Studio album by Jamie Grace
- Released: January 28, 2014
- Genre: Contemporary Christian music, Christian hip hop, R&B
- Length: 42:33
- Label: Gotee
- Producer: Chuck Butler David Garcia; Christopher Stevens;

Jamie Grace chronology
| One Song at a Time (2011) | Ready to Fly (2014) | '91 (2017) |

= Ready to Fly (Jamie Grace album) =

Ready to Fly is the second studio album by Christian singer Jamie Grace, released on January 28, 2014 on the Gotee Records label. The album was produced by Chuck Butler, David Garcia and Christopher Stevens.

==Critical reception==

Ready to Fly garnered critical acclaim from eleven music critics.

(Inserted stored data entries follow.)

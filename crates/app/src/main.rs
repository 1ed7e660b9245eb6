use clap::{Parser, Subcommand};
use doc_chat_core::{
    AskOutcome, DocumentLoader, Embeddings, MemoryConfig, OpenAiChat, OpenAiEmbeddings,
    QaChainManager, QdrantBackend, StoreRetriever, VectorStoreManager, DEFAULT_CHAT_MODEL,
    DEFAULT_COLLECTION_NAME, DEFAULT_EMBEDDING_MODEL,
};
use std::io::Write as _;
use std::path::PathBuf;
use std::sync::Arc;
use tokio::io::{AsyncBufReadExt, BufReader};
use tracing::{info, warn};
use tracing_subscriber::{fmt, prelude::*, EnvFilter};

#[derive(Parser)]
#[command(name = "doc-chat", version)]
struct Cli {
    #[command(subcommand)]
    command: Command,

    /// Qdrant base URL
    #[arg(long, default_value = "http://localhost:6333")]
    qdrant_url: String,

    /// Vector collection name
    #[arg(long, default_value = DEFAULT_COLLECTION_NAME)]
    collection: String,

    /// Directory holding the collection manifest
    #[arg(long, default_value = "./doc_chat_db")]
    persist_dir: PathBuf,

    /// Base URL of the OpenAI-compatible API
    #[arg(long, default_value = "https://api.openai.com/v1")]
    api_base_url: String,

    /// API key for the embedding and chat endpoints
    #[arg(long, env = "OPENAI_API_KEY", hide_env_values = true)]
    api_key: String,

    /// Embedding model name
    #[arg(long, default_value = DEFAULT_EMBEDDING_MODEL)]
    embedding_model: String,

    /// Chat model name
    #[arg(long, default_value = DEFAULT_CHAT_MODEL)]
    chat_model: String,

    /// Sampling temperature for answers
    #[arg(long, default_value = "0.1")]
    temperature: f32,

    /// Response length cap in tokens
    #[arg(long, default_value = "1000")]
    max_tokens: u32,

    /// Conversation turns kept verbatim before summarization
    #[arg(long, default_value = "10")]
    memory_window: usize,

    /// Approximate token budget for buffered conversation turns
    #[arg(long, default_value = "2000")]
    memory_token_budget: usize,

    /// Maximum characters per chunk
    #[arg(long, default_value = "1000")]
    chunk_size: usize,

    /// Characters of overlap between consecutive chunks
    #[arg(long, default_value = "200")]
    chunk_overlap: usize,

    /// Number of chunks retrieved per question
    #[arg(long, default_value = "4")]
    top_k: usize,
}

#[derive(Subcommand)]
enum Command {
    /// Ingest a document file or a directory of documents.
    Ingest {
        /// File or folder to ingest (PDF, TXT, DOCX).
        #[arg(long)]
        path: PathBuf,
    },
    /// Ask a single question against the stored documents.
    Ask {
        /// The question to answer.
        #[arg(long)]
        question: String,
    },
    /// Interactive question loop with conversational memory.
    Chat,
    /// Print collection information.
    Info,
    /// Delete every stored vector and recreate an empty collection.
    ClearStore,
}

#[tokio::main]
async fn main() -> anyhow::Result<()> {
    tracing_subscriber::registry()
        .with(EnvFilter::from_default_env())
        .with(fmt::layer())
        .init();

    let cli = Cli::parse();

    let embeddings = OpenAiEmbeddings::new(&cli.api_base_url, &cli.api_key, &cli.embedding_model);
    let backend = QdrantBackend::new(&cli.qdrant_url, &cli.collection, embeddings.vector_size());
    let store = Arc::new(
        VectorStoreManager::initialize(
            backend,
            embeddings,
            &cli.persist_dir,
            &cli.collection,
            &cli.embedding_model,
        )
        .await?,
    );

    info!(
        version = env!("CARGO_PKG_VERSION"),
        collection = %cli.collection,
        "doc-chat boot"
    );

    match &cli.command {
        Command::Ingest { path } => {
            let loader = DocumentLoader::new(cli.chunk_size, cli.chunk_overlap)?;

            let chunks = if path.is_dir() {
                let report = loader.load_directory_report(path);
                if !report.skipped_files.is_empty() {
                    warn!(skipped = report.skipped_files.len(), "some files were skipped");
                    for skipped in &report.skipped_files {
                        warn!(path = %skipped.path.display(), reason = %skipped.reason, "skipped file");
                    }
                }
                report.chunks
            } else {
                loader.load_single_document(path)
            };

            if chunks.is_empty() {
                println!("0 chunks ingested");
                return Ok(());
            }

            let ids = store.add_documents(&chunks).await?;
            println!("{} chunks ingested into '{}'", ids.len(), cli.collection);
        }
        Command::Ask { question } => {
            let mut qa = build_chain(&cli, &store);
            let outcome = qa.ask(question).await;
            print_outcome(&outcome);
        }
        Command::Chat => {
            let mut qa = build_chain(&cli, &store);
            println!("doc-chat interactive mode. /info, /clear, /quit");

            let mut lines = BufReader::new(tokio::io::stdin()).lines();
            loop {
                print!("> ");
                std::io::stdout().flush()?;

                let Some(line) = lines.next_line().await? else {
                    break;
                };

                match line.trim() {
                    "" => continue,
                    "/quit" | "/exit" => break,
                    "/clear" => {
                        qa.clear_history();
                        println!("conversation history cleared");
                    }
                    "/info" => {
                        let collection = store.get_collection_info().await?;
                        let memory = qa.memory_summary();
                        println!(
                            "collection={} documents={} model={}",
                            collection.collection_name,
                            collection.document_count,
                            collection.embedding_model
                        );
                        println!(
                            "conversations={} buffered_turns={} window={}",
                            memory.total_conversations, memory.buffered_turns, memory.memory_window
                        );
                    }
                    question => {
                        let outcome = qa.ask(question).await;
                        print_outcome(&outcome);
                    }
                }
            }
        }
        Command::Info => {
            let collection = store.get_collection_info().await?;
            println!("collection: {}", collection.collection_name);
            println!("documents: {}", collection.document_count);
            println!("persist_directory: {}", collection.persist_directory);
            println!(
                "embeddings: {} ({} dimensions)",
                collection.embedding_model, collection.vector_size
            );
        }
        Command::ClearStore => {
            store.delete_collection().await?;
            println!("collection '{}' deleted and recreated empty", cli.collection);
        }
    }

    Ok(())
}

fn build_chain(
    cli: &Cli,
    store: &Arc<VectorStoreManager<QdrantBackend, OpenAiEmbeddings>>,
) -> QaChainManager<StoreRetriever<QdrantBackend, OpenAiEmbeddings>, OpenAiChat> {
    let chat = OpenAiChat::new(
        &cli.api_base_url,
        &cli.api_key,
        &cli.chat_model,
        cli.temperature,
        cli.max_tokens,
    );

    QaChainManager::new(
        Arc::clone(store).as_retriever(Some(cli.top_k)),
        chat,
        MemoryConfig {
            window: cli.memory_window,
            token_budget: cli.memory_token_budget,
        },
    )
}

fn print_outcome(outcome: &AskOutcome) {
    match outcome {
        AskOutcome::Answered {
            answer, sources, ..
        } => {
            println!("{answer}");
            for (index, source) in sources.iter().enumerate() {
                println!(
                    "[source {}] {} (score {:.4})",
                    index + 1,
                    source.file_name,
                    source.score
                );
            }
        }
        AskOutcome::Failed { message } => {
            println!("{message}");
        }
    }
}
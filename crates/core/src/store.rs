use crate::embeddings::Embeddings;
use crate::error::StoreError;
use crate::models::{CollectionInfo, DocumentChunk, MetadataFilter, ScoredChunk};
use crate::traits::{Retriever, VectorBackend};
use async_trait::async_trait;
use chrono::{DateTime, Utc};
use serde::{Deserialize, Serialize};
use std::fs;
use std::path::{Path, PathBuf};
use std::sync::Arc;
use tracing::{error, info, warn};

/// Marker file recording that the collection behind a persist directory was
/// initialized; its presence drives create-if-absent-else-load.
pub const COLLECTION_MANIFEST: &str = "collection.json";

pub const DEFAULT_COLLECTION_NAME: &str = "qa_documents";

/// Default number of matches handed to the QA layer per question.
pub const DEFAULT_SEARCH_K: usize = 4;

#[derive(Debug, Clone, Serialize, Deserialize)]
pub struct CollectionManifest {
    pub collection_name: String,
    pub embedding_model: String,
    pub vector_size: usize,
    pub created_at: DateTime<Utc>,
}

/// Wraps the external vector database and the embedding endpoint behind the
/// add/search/delete surface the QA chain needs.
///
/// Insertion errors propagate (silent partial writes would corrupt
/// retrieval); search errors soft-fail to an empty result.
pub struct VectorStoreManager<B, E> {
    backend: B,
    embeddings: E,
    persist_directory: PathBuf,
    collection_name: String,
    embedding_model: String,
}

impl<B, E> VectorStoreManager<B, E>
where
    B: VectorBackend,
    E: Embeddings,
{
    /// Create-or-load: when the manifest marker is present the existing
    /// collection is loaded (and must match the configured name and
    /// embedding model); otherwise the collection is created and the marker
    /// written. Initialization errors propagate.
    pub async fn initialize(
        backend: B,
        embeddings: E,
        persist_directory: impl Into<PathBuf>,
        collection_name: impl Into<String>,
        embedding_model: impl Into<String>,
    ) -> Result<Self, StoreError> {
        let manager = Self {
            backend,
            embeddings,
            persist_directory: persist_directory.into(),
            collection_name: collection_name.into(),
            embedding_model: embedding_model.into(),
        };

        fs::create_dir_all(&manager.persist_directory)?;
        let vector_size = manager.embeddings.vector_size();

        if Self::collection_exists(&manager.persist_directory) {
            let manifest = manager.read_manifest()?;
            let expected = manager.manifest_identity(vector_size);
            let found = format!(
                "{}/{}/{}",
                manifest.collection_name, manifest.embedding_model, manifest.vector_size
            );
            if expected != found {
                return Err(StoreError::ManifestMismatch { expected, found });
            }

            info!(
                directory = %manager.persist_directory.display(),
                collection = %manager.collection_name,
                "loading existing vector store"
            );
            manager.backend.ensure_collection(vector_size).await?;
        } else {
            info!(
                directory = %manager.persist_directory.display(),
                collection = %manager.collection_name,
                "creating new vector store"
            );
            manager.backend.ensure_collection(vector_size).await?;
            manager.write_manifest(vector_size)?;
        }

        Ok(manager)
    }

    /// Whether a persist directory already holds an initialized collection.
    pub fn collection_exists(persist_directory: &Path) -> bool {
        persist_directory.join(COLLECTION_MANIFEST).exists()
    }

    /// Embed and store chunks; returns the assigned point ids. Embedding and
    /// storage errors propagate to the caller.
    pub async fn add_documents(&self, chunks: &[DocumentChunk]) -> Result<Vec<String>, StoreError> {
        if chunks.is_empty() {
            warn!("no documents provided to add");
            return Ok(Vec::new());
        }

        let texts: Vec<String> = chunks.iter().map(|chunk| chunk.text.clone()).collect();
        let embeddings = self.embeddings.embed_batch(&texts).await?;
        let ids = self.backend.upsert_chunks(chunks, &embeddings).await?;

        info!(added = ids.len(), collection = %self.collection_name, "documents added");
        Ok(ids)
    }

    /// Top-k matches for a query; internal errors are logged and yield an
    /// empty vec.
    pub async fn similarity_search(
        &self,
        query: &str,
        k: usize,
        filter: Option<&MetadataFilter>,
    ) -> Vec<DocumentChunk> {
        self.similarity_search_with_score(query, k, filter)
            .await
            .into_iter()
            .map(|scored| scored.chunk)
            .collect()
    }

    pub async fn similarity_search_with_score(
        &self,
        query: &str,
        k: usize,
        filter: Option<&MetadataFilter>,
    ) -> Vec<ScoredChunk> {
        match self.search_scored(query, k, filter).await {
            Ok(matches) => matches,
            Err(error) => {
                error!(reason = %error, "similarity search failed");
                Vec::new()
            }
        }
    }

    /// Error-propagating search used by the retriever seam.
    pub async fn search_scored(
        &self,
        query: &str,
        k: usize,
        filter: Option<&MetadataFilter>,
    ) -> Result<Vec<ScoredChunk>, StoreError> {
        let query_vector = self.embeddings.embed_query(query).await?;
        self.backend.search(&query_vector, k, filter).await
    }

    pub async fn get_collection_info(&self) -> Result<CollectionInfo, StoreError> {
        let document_count = self.backend.count().await?;

        Ok(CollectionInfo {
            collection_name: self.collection_name.clone(),
            document_count,
            persist_directory: self.persist_directory.display().to_string(),
            embedding_model: self.embedding_model.clone(),
            vector_size: self.embeddings.vector_size(),
        })
    }

    /// Destructive: drop every persisted vector, then immediately recreate
    /// an empty collection and rewrite the marker.
    pub async fn delete_collection(&self) -> Result<(), StoreError> {
        let vector_size = self.embeddings.vector_size();

        self.backend.drop_collection().await?;
        self.backend.ensure_collection(vector_size).await?;
        self.write_manifest(vector_size)?;

        info!(collection = %self.collection_name, "collection deleted and recreated");
        Ok(())
    }

    fn manifest_path(&self) -> PathBuf {
        self.persist_directory.join(COLLECTION_MANIFEST)
    }

    fn manifest_identity(&self, vector_size: usize) -> String {
        format!(
            "{}/{}/{}",
            self.collection_name, self.embedding_model, vector_size
        )
    }

    fn read_manifest(&self) -> Result<CollectionManifest, StoreError> {
        let raw = fs::read_to_string(self.manifest_path())?;
        Ok(serde_json::from_str(&raw)?)
    }

    fn write_manifest(&self, vector_size: usize) -> Result<(), StoreError> {
        let manifest = CollectionManifest {
            collection_name: self.collection_name.clone(),
            embedding_model: self.embedding_model.clone(),
            vector_size,
            created_at: Utc::now(),
        };

        fs::write(self.manifest_path(), serde_json::to_string_pretty(&manifest)?)?;
        Ok(())
    }
}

At Worship Leader, Mike Pueschell rated the album four-and-a-half stars, proclaiming that this "record is packed full of catchy fun-pop, pounding kick, tobyMac-esque signature rap BGVs, and just a sprinkling of country from the Atlanta-based singer." Jae Rae of Christian Broadcasting Network rated the album four spins, affirming that Grace "delivered yet another inspiring album".

At New Release Tuesday, Sarah Fine rated the album four stars, calling this yet "another successful chapter" that "is a self-portrait of sorts, impeccably highlighting just how much Jamie Grace has grown in the two and a half years since her debut, both as an artist (her vocals have grown notably stronger) and as a songwriter." Jono Davies of Louder Than the Music rated the album four-and-a-half stars, stating that "the music, it's so infectious."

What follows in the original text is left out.